**WHAT NEEDS TO BE DONE:** Every line of the records below from the line with "pub mod app;" up to and including the line with "pub const DEFAULT_CONFIG_FILE: &str" must be reproduced exactly, and no line outside that range.

[Collected data entries]

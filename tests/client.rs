use std::time::Duration;

use assert_matches::assert_matches;
use tokio::runtime::Runtime;
use wiremock::matchers::{body_string_contains, header, method, path};
use wiremock::{Mock, MockServer, ResponseTemplate};

use enatrieve_tx::app::NoopSink;
use enatrieve_tx::client::{EnaHttpClient, RetryPolicy};
use enatrieve_tx::domain::{OutputFormat, TaxOperator};
use enatrieve_tx::error::EnaError;
use enatrieve_tx::fetch::fetch;
use enatrieve_tx::query::{QueryRequest, build_request};

const TSV_BODY: &str = "run_accession\ttax_id\nSRR1\t7460\n";

fn fast_policy() -> RetryPolicy {
    RetryPolicy {
        backoff_factor: Duration::ZERO,
        ..RetryPolicy::default()
    }
}

fn client_for(server: &MockServer) -> EnaHttpClient {
    EnaHttpClient::with_policy(format!("{}/search", server.uri()), fast_policy()).unwrap()
}

fn honey_bee_request() -> QueryRequest {
    build_request("7460", 5, "RNA-Seq", TaxOperator::Subtree, OutputFormat::Tsv)
}

fn request_count(runtime: &Runtime, server: &MockServer) -> usize {
    runtime
        .block_on(server.received_requests())
        .map(|requests| requests.len())
        .unwrap_or_default()
}

#[test]
fn retries_transient_503_until_success() {
    let runtime = Runtime::new().unwrap();
    let server = runtime.block_on(async {
        let server = MockServer::start().await;
        Mock::given(method("POST"))
            .and(path("/search"))
            .respond_with(ResponseTemplate::new(503))
            .up_to_n_times(3)
            .mount(&server)
            .await;
        Mock::given(method("POST"))
            .and(path("/search"))
            .respond_with(ResponseTemplate::new(200).set_body_string(TSV_BODY))
            .mount(&server)
            .await;
        server
    });

    let result = fetch(&client_for(&server), &honey_bee_request(), &NoopSink).unwrap();
    assert_eq!(result.status(), 200);
    let lines = result.lines().collect::<Result<Vec<_>, _>>().unwrap();
    assert_eq!(
        lines,
        vec![b"run_accession\ttax_id".to_vec(), b"SRR1\t7460".to_vec()]
    );
    assert_eq!(request_count(&runtime, &server), 4);
}

#[test]
fn not_found_is_not_retried() {
    let runtime = Runtime::new().unwrap();
    let server = runtime.block_on(async {
        let server = MockServer::start().await;
        Mock::given(method("POST"))
            .respond_with(ResponseTemplate::new(404).set_body_string("no such endpoint\n"))
            .mount(&server)
            .await;
        server
    });

    let err = match fetch(&client_for(&server), &honey_bee_request(), &NoopSink) {
        Ok(_) => panic!("expected a 404 failure"),
        Err(err) => err,
    };
    assert_matches!(err, EnaError::EnaStatus { status: 404, ref message } if message == "no such endpoint");
    assert_eq!(err.status(), Some(404));
    assert_eq!(request_count(&runtime, &server), 1);
}

#[test]
fn exhausted_retries_surface_the_last_status() {
    let runtime = Runtime::new().unwrap();
    let server = runtime.block_on(async {
        let server = MockServer::start().await;
        Mock::given(method("POST"))
            .respond_with(ResponseTemplate::new(502).set_body_string("bad gateway"))
            .mount(&server)
            .await;
        server
    });

    let err = match fetch(&client_for(&server), &honey_bee_request(), &NoopSink) {
        Ok(_) => panic!("expected a 502 failure"),
        Err(err) => err,
    };
    assert_eq!(err.status(), Some(502));
    assert_eq!(request_count(&runtime, &server), 6);
}

#[test]
fn retry_after_header_is_honoured() {
    let runtime = Runtime::new().unwrap();
    let server = runtime.block_on(async {
        let server = MockServer::start().await;
        Mock::given(method("POST"))
            .respond_with(ResponseTemplate::new(429).insert_header("Retry-After", "0"))
            .up_to_n_times(1)
            .mount(&server)
            .await;
        Mock::given(method("POST"))
            .respond_with(ResponseTemplate::new(200).set_body_string(TSV_BODY))
            .mount(&server)
            .await;
        server
    });

    let client = EnaHttpClient::with_policy(
        format!("{}/search", server.uri()),
        RetryPolicy::default(),
    )
    .unwrap();
    let result = fetch(&client, &honey_bee_request(), &NoopSink).unwrap();
    assert_eq!(result.status(), 200);
    assert_eq!(request_count(&runtime, &server), 2);
}

#[test]
fn posts_form_encoded_search() {
    let runtime = Runtime::new().unwrap();
    let server = runtime.block_on(async {
        let server = MockServer::start().await;
        Mock::given(method("POST"))
            .and(path("/search"))
            .and(header("content-type", "application/x-www-form-urlencoded"))
            .and(body_string_contains("result=read_run"))
            .and(body_string_contains("format=tsv"))
            .and(body_string_contains("limit=5"))
            .and(body_string_contains("fields=run_accession%2Cexperiment_title"))
            .respond_with(ResponseTemplate::new(200).set_body_string(TSV_BODY))
            .mount(&server)
            .await;
        server
    });

    let result = fetch(&client_for(&server), &honey_bee_request(), &NoopSink).unwrap();
    assert_eq!(result.lines().count(), 2);
}
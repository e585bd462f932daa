pub mod app;
pub mod client;
pub mod config;
pub mod domain;
pub mod error;
pub mod fetch;
pub mod output;
pub mod query;
pub mod summary;
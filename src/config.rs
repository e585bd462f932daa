use std::fs;
use std::path::PathBuf;
use std::time::Duration;

use directories::BaseDirs;
use serde::{Deserialize, Serialize};

use crate::client::{ENA_SEARCH_URL, RetryPolicy};
use crate::domain::OutputFormat;
use crate::error::EnaError;
use crate::query::{DEFAULT_LIMIT, DEFAULT_STRATEGY};

pub const DEFAULT_CONFIG_FILE: &str = "enatrieve.json";

#[derive(Debug, Default, Deserialize, Serialize)]
pub struct Config {
    #[serde(default)]
    pub base_url: Option<String>,
    #[serde(default)]
    pub strategy: Option<String>,
    #[serde(default)]
    pub limit: Option<u64>,
    #[serde(default)]
    pub format: Option<OutputFormat>,
    #[serde(default)]
    pub timeout_secs: Option<u64>,
    #[serde(default)]
    pub max_retries: Option<usize>,
    #[serde(default)]
    pub backoff_factor_secs: Option<f64>,
}

#[derive(Debug, Clone)]
pub struct ResolvedConfig {
    pub base_url: String,
    pub strategy: String,
    pub limit: u64,
    pub format: OutputFormat,
    pub retry: RetryPolicy,
}

pub struct ConfigLoader;

impl ConfigLoader {
    /// An explicit path must exist; otherwise the working directory and the
    /// user config directory are searched and defaults apply when neither has one.
    pub fn resolve(path: Option<&str>) -> Result<ResolvedConfig, EnaError> {
        let config_path = match path {
            Some(path) => Some(PathBuf::from(path)),
            None => Self::discover(),
        };
        let Some(config_path) = config_path else {
            return Self::resolve_config(Config::default());
        };

        let content = fs::read_to_string(&config_path)
            .map_err(|_| EnaError::ConfigRead(config_path.clone()))?;
        let config: Config = serde_json::from_str(&content)
            .map_err(|err| EnaError::ConfigParse(err.to_string()))?;

        Self::resolve_config(config)
    }

    fn discover() -> Option<PathBuf> {
        let local = PathBuf::from(DEFAULT_CONFIG_FILE);
        if local.exists() {
            return Some(local);
        }
        BaseDirs::new()
            .map(|dirs| dirs.config_dir().join("enatrieve-tx").join("config.json"))
            .filter(|path| path.exists())
    }

    pub fn resolve_config(config: Config) -> Result<ResolvedConfig, EnaError> {
        let defaults = RetryPolicy::default();

        let backoff_factor = match config.backoff_factor_secs {
            Some(secs) if secs.is_finite() && secs >= 0.0 => Duration::from_secs_f64(secs),
            Some(secs) => {
                return Err(EnaError::ConfigParse(format!(
                    "backoff_factor_secs must be a non-negative number, got {secs}"
                )));
            }
            None => defaults.backoff_factor,
        };
        let timeout = match config.timeout_secs {
            Some(0) => {
                return Err(EnaError::ConfigParse(
                    "timeout_secs must be greater than zero".to_string(),
                ));
            }
            Some(secs) => Duration::from_secs(secs),
            None => defaults.timeout,
        };

        Ok(ResolvedConfig {
            base_url: config
                .base_url
                .unwrap_or_else(|| ENA_SEARCH_URL.to_string()),
            strategy: config
                .strategy
                .unwrap_or_else(|| DEFAULT_STRATEGY.to_string()),
            limit: config.limit.unwrap_or(DEFAULT_LIMIT),
            format: config.format.unwrap_or_default(),
            retry: RetryPolicy {
                max_retries: config.max_retries.unwrap_or(defaults.max_retries),
                backoff_factor,
                retry_statuses: defaults.retry_statuses,
                timeout,
            },
        })
    }
}
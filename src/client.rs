use std::thread;
use std::time::Duration;

use reqwest::blocking::{Client, RequestBuilder, Response};
use reqwest::header::{HeaderMap, HeaderValue, RETRY_AFTER, USER_AGENT};

use crate::app::{ProgressEvent, ProgressSink};
use crate::error::EnaError;

pub const ENA_SEARCH_URL: &str = "https://www.ebi.ac.uk/ena/portal/api/search";

const MAX_BACKOFF: Duration = Duration::from_secs(120);

/// Bounded retry with exponential backoff for transient portal failures.
#[derive(Debug, Clone, PartialEq)]
pub struct RetryPolicy {
    pub max_retries: usize,
    pub backoff_factor: Duration,
    pub retry_statuses: Vec<u16>,
    /// Applied to each attempt, not to the whole retry sequence.
    pub timeout: Duration,
}

impl Default for RetryPolicy {
    fn default() -> Self {
        Self {
            max_retries: 5,
            backoff_factor: Duration::from_millis(500),
            retry_statuses: vec![429, 500, 502, 503, 504],
            timeout: Duration::from_secs(30),
        }
    }
}

impl RetryPolicy {
    pub fn is_retryable_status(&self, status: u16) -> bool {
        self.retry_statuses.contains(&status)
    }

    /// Delay before the `retry`-th retry (1-based): `factor * 2^(retry - 1)`.
    pub fn backoff(&self, retry: usize) -> Duration {
        let exponent = retry.saturating_sub(1).min(31) as u32;
        self.backoff_factor
            .checked_mul(1u32 << exponent)
            .unwrap_or(MAX_BACKOFF)
            .min(MAX_BACKOFF)
    }
}

/// Reusable session for the ENA portal search endpoint.
#[derive(Clone)]
pub struct EnaHttpClient {
    client: Client,
    base_url: String,
    policy: RetryPolicy,
}

impl EnaHttpClient {
    pub fn new() -> Result<Self, EnaError> {
        Self::with_policy(ENA_SEARCH_URL, RetryPolicy::default())
    }

    pub fn with_policy(
        base_url: impl Into<String>,
        policy: RetryPolicy,
    ) -> Result<Self, EnaError> {
        let mut headers = HeaderMap::new();
        headers.insert(
            USER_AGENT,
            HeaderValue::from_str(&format!("enatrieve-tx/{}", env!("CARGO_PKG_VERSION")))
                .map_err(|err| EnaError::EnaHttp(err.to_string()))?,
        );
        let client = Client::builder()
            .default_headers(headers)
            .timeout(policy.timeout)
            .build()
            .map_err(|err| EnaError::EnaHttp(err.to_string()))?;

        Ok(Self {
            client,
            base_url: base_url.into(),
            policy,
        })
    }

    pub fn base_url(&self) -> &str {
        &self.base_url
    }

    pub fn policy(&self) -> &RetryPolicy {
        &self.policy
    }

    /// POSTs a form-encoded body. The search query is read-only, so repeating the POST is safe.
    pub fn post_form(
        &self,
        pairs: &[(&'static str, String)],
        sink: &dyn ProgressSink,
    ) -> Result<Response, EnaError> {
        self.send_with_retries(|| self.client.post(&self.base_url).form(pairs), sink)
    }

    fn send_with_retries<F>(
        &self,
        mut make_req: F,
        sink: &dyn ProgressSink,
    ) -> Result<Response, EnaError>
    where
        F: FnMut() -> RequestBuilder,
    {
        let mut retries = 0usize;
        loop {
            match make_req().send() {
                Ok(resp) => {
                    let status = resp.status().as_u16();
                    if retries < self.policy.max_retries
                        && self.policy.is_retryable_status(status)
                    {
                        retries += 1;
                        let delay =
                            retry_after(&resp).unwrap_or_else(|| self.policy.backoff(retries));
                        sink.event(ProgressEvent::warn(format!(
                            "ENA returned status {status}; retry {retries}/{} in {delay:?}",
                            self.policy.max_retries
                        )));
                        drop(resp);
                        thread::sleep(delay);
                        continue;
                    }
                    return Ok(resp);
                }
                Err(err) => {
                    if retries < self.policy.max_retries && is_retryable_error(&err) {
                        retries += 1;
                        let delay = self.policy.backoff(retries);
                        sink.event(ProgressEvent::warn(format!(
                            "connection to ENA failed ({err}); retry {retries}/{} in {delay:?}",
                            self.policy.max_retries
                        )));
                        thread::sleep(delay);
                        continue;
                    }
                    return Err(EnaError::EnaHttp(err.to_string()));
                }
            }
        }
    }
}

fn retry_after(resp: &Response) -> Option<Duration> {
    if !matches!(resp.status().as_u16(), 429 | 503) {
        return None;
    }
    resp.headers()
        .get(RETRY_AFTER)
        .and_then(|value| value.to_str().ok())
        .and_then(|value| value.trim().parse::<u64>().ok())
        .map(|secs| Duration::from_secs(secs).min(MAX_BACKOFF))
}

fn is_retryable_error(err: &reqwest::Error) -> bool {
    err.is_connect() && !err.is_timeout()
}

#[cfg(test)]
mod tests {
    use super::*;

    #[test]
    fn backoff_doubles_from_factor() {
        let policy = RetryPolicy::default();
        let delays: Vec<_> = (1..=5).map(|retry| policy.backoff(retry)).collect();
        assert_eq!(
            delays,
            vec![
                Duration::from_millis(500),
                Duration::from_secs(1),
                Duration::from_secs(2),
                Duration::from_secs(4),
                Duration::from_secs(8),
            ]
        );
    }

    #[test]
    fn backoff_is_capped() {
        let policy = RetryPolicy::default();
        assert_eq!(policy.backoff(40), MAX_BACKOFF);
    }

    #[test]
    fn default_client_targets_portal() {
        let client = EnaHttpClient::new().unwrap();
        assert_eq!(client.base_url(), ENA_SEARCH_URL);
        assert_eq!(client.policy().max_retries, 5);
        assert_eq!(client.policy().timeout, Duration::from_secs(30));
    }

    #[test]
    fn default_retry_set() {
        let policy = RetryPolicy::default();
        for status in [429, 500, 502, 503, 504] {
            assert!(policy.is_retryable_status(status));
        }
        for status in [400, 404, 501] {
            assert!(!policy.is_retryable_status(status));
        }
    }
}
use std::fmt;
use std::str::FromStr;

use camino::Utf8PathBuf;
use clap::ValueEnum;
use serde::{Deserialize, Serialize};

use crate::error::EnaError;

/// Taxonomy filter applied to the search query.
#[derive(Debug, Clone, Copy, Default, PartialEq, Eq, Serialize, Deserialize)]
#[serde(rename_all = "lowercase")]
pub enum TaxOperator {
    /// The taxon and all of its descendants.
    #[default]
    Subtree,
    /// Only the exact taxon.
    Exact,
}

impl TaxOperator {
    pub fn token(&self) -> &'static str {
        match self {
            TaxOperator::Subtree => "tax_tree",
            TaxOperator::Exact => "tax_eq",
        }
    }

    pub fn from_exact_flag(exact: bool) -> Self {
        if exact {
            TaxOperator::Exact
        } else {
            TaxOperator::Subtree
        }
    }
}

impl fmt::Display for TaxOperator {
    fn fmt(&self, f: &mut fmt::Formatter<'_>) -> fmt::Result {
        write!(f, "{}", self.token())
    }
}

impl FromStr for TaxOperator {
    type Err = EnaError;

    fn from_str(value: &str) -> Result<Self, Self::Err> {
        match value.trim().to_lowercase().as_str() {
            "subtree" | "tax_tree" => Ok(TaxOperator::Subtree),
            "exact" | "tax_eq" => Ok(TaxOperator::Exact),
            _ => Err(EnaError::InvalidOperator(value.to_string())),
        }
    }
}

#[derive(Debug, Clone, Copy, Default, PartialEq, Eq, Serialize, Deserialize, ValueEnum)]
#[serde(rename_all = "lowercase")]
pub enum OutputFormat {
    #[default]
    Tsv,
    Json,
}

impl OutputFormat {
    pub fn as_str(&self) -> &'static str {
        match self {
            OutputFormat::Tsv => "tsv",
            OutputFormat::Json => "json",
        }
    }

    pub fn extension(&self) -> &'static str {
        self.as_str()
    }
}

impl fmt::Display for OutputFormat {
    fn fmt(&self, f: &mut fmt::Formatter<'_>) -> fmt::Result {
        write!(f, "{}", self.as_str())
    }
}

impl FromStr for OutputFormat {
    type Err = EnaError;

    fn from_str(value: &str) -> Result<Self, Self::Err> {
        match value.trim().to_lowercase().as_str() {
            "tsv" => Ok(OutputFormat::Tsv),
            "json" => Ok(OutputFormat::Json),
            _ => Err(EnaError::InvalidFormat(value.to_string())),
        }
    }
}

pub const STDOUT_SENTINEL: &str = "-";

/// Where the raw response is persisted.
#[derive(Debug, Clone, PartialEq, Eq)]
pub enum OutputTarget {
    Stdout,
    File(Utf8PathBuf),
}

impl OutputTarget {
    /// Default artifact name for a taxonomy id.
    pub fn default_for(tax_id: &str, format: OutputFormat) -> Self {
        OutputTarget::File(Utf8PathBuf::from(format!(
            "ena_transcriptomics_{tax_id}.{}",
            format.extension()
        )))
    }

    pub fn is_stdout(&self) -> bool {
        matches!(self, OutputTarget::Stdout)
    }

    pub fn path(&self) -> Option<&Utf8PathBuf> {
        match self {
            OutputTarget::Stdout => None,
            OutputTarget::File(path) => Some(path),
        }
    }
}

impl fmt::Display for OutputTarget {
    fn fmt(&self, f: &mut fmt::Formatter<'_>) -> fmt::Result {
        match self {
            OutputTarget::Stdout => write!(f, "{STDOUT_SENTINEL}"),
            OutputTarget::File(path) => write!(f, "{path}"),
        }
    }
}

impl FromStr for OutputTarget {
    type Err = EnaError;

    fn from_str(value: &str) -> Result<Self, Self::Err> {
        let trimmed = value.trim();
        if trimmed == STDOUT_SENTINEL {
            return Ok(OutputTarget::Stdout);
        }
        if trimmed.is_empty() {
            return Err(EnaError::Filesystem("empty output path".to_string()));
        }
        Ok(OutputTarget::File(Utf8PathBuf::from(trimmed)))
    }
}
use std::fs::{self, File};
use std::io::{self, BufWriter, Write};

use serde::Serialize;

use crate::domain::OutputTarget;
use crate::error::EnaError;

/// Writes each line verbatim plus a `\n` terminator and returns how many were written.
pub fn write_lines<I, L, W>(lines: I, out: &mut W) -> Result<usize, EnaError>
where
    I: IntoIterator<Item = Result<L, EnaError>>,
    L: AsRef<[u8]>,
    W: Write + ?Sized,
{
    let mut count = 0usize;
    for line in lines {
        let line = line?;
        out.write_all(line.as_ref())
            .and_then(|_| out.write_all(b"\n"))
            .map_err(|err| EnaError::Filesystem(err.to_string()))?;
        count += 1;
    }
    out.flush()
        .map_err(|err| EnaError::Filesystem(err.to_string()))?;
    Ok(count)
}

/// Streams lines to stdout or a file. A file is closed on every exit path; stdout never is.
pub fn write_to_target<I, L>(lines: I, target: &OutputTarget) -> Result<usize, EnaError>
where
    I: IntoIterator<Item = Result<L, EnaError>>,
    L: AsRef<[u8]>,
{
    match target {
        OutputTarget::Stdout => {
            let stdout = io::stdout();
            let mut handle = stdout.lock();
            write_lines(lines, &mut handle)
        }
        OutputTarget::File(path) => {
            if let Some(parent) = path.parent().filter(|parent| !parent.as_str().is_empty()) {
                fs::create_dir_all(parent)
                    .map_err(|err| EnaError::Filesystem(format!("create {parent}: {err}")))?;
            }
            let file = File::create(path)
                .map_err(|err| EnaError::Filesystem(format!("create {path}: {err}")))?;
            let mut writer = BufWriter::new(file);
            write_lines(lines, &mut writer)
        }
    }
}

/// Pretty-printed JSON followed by a newline.
pub fn write_json<T, W>(value: &T, out: &mut W) -> Result<(), EnaError>
where
    T: Serialize + ?Sized,
    W: Write + ?Sized,
{
    let json = serde_json::to_string_pretty(value)
        .map_err(|err| EnaError::Filesystem(err.to_string()))?;
    out.write_all(json.as_bytes())
        .and_then(|_| out.write_all(b"\n"))
        .and_then(|_| out.flush())
        .map_err(|err| EnaError::Filesystem(err.to_string()))
}

pub fn print_json<T: Serialize + ?Sized>(value: &T) -> Result<(), EnaError> {
    let stdout = io::stdout();
    let mut handle = stdout.lock();
    write_json(value, &mut handle)
}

**RESULT OF THIS TASK:**
pub mod app;
pub mod client;
pub mod config;
pub mod domain;
pub mod error;
pub mod fetch;
pub mod output;
pub mod query;
pub mod summary;
filename src/config.rs
repository e585bd462f932daa
use std::fs;
use std::path::PathBuf;
use std::time::Duration;

use directories::BaseDirs;
use serde::{Deserialize, Serialize};

use crate::client::{ENA_SEARCH_URL, RetryPolicy};
use crate::domain::OutputFormat;
use crate::error::EnaError;
use crate::query::{DEFAULT_LIMIT, DEFAULT_STRATEGY};

pub const DEFAULT_CONFIG_FILE: &str = "enatrieve.json";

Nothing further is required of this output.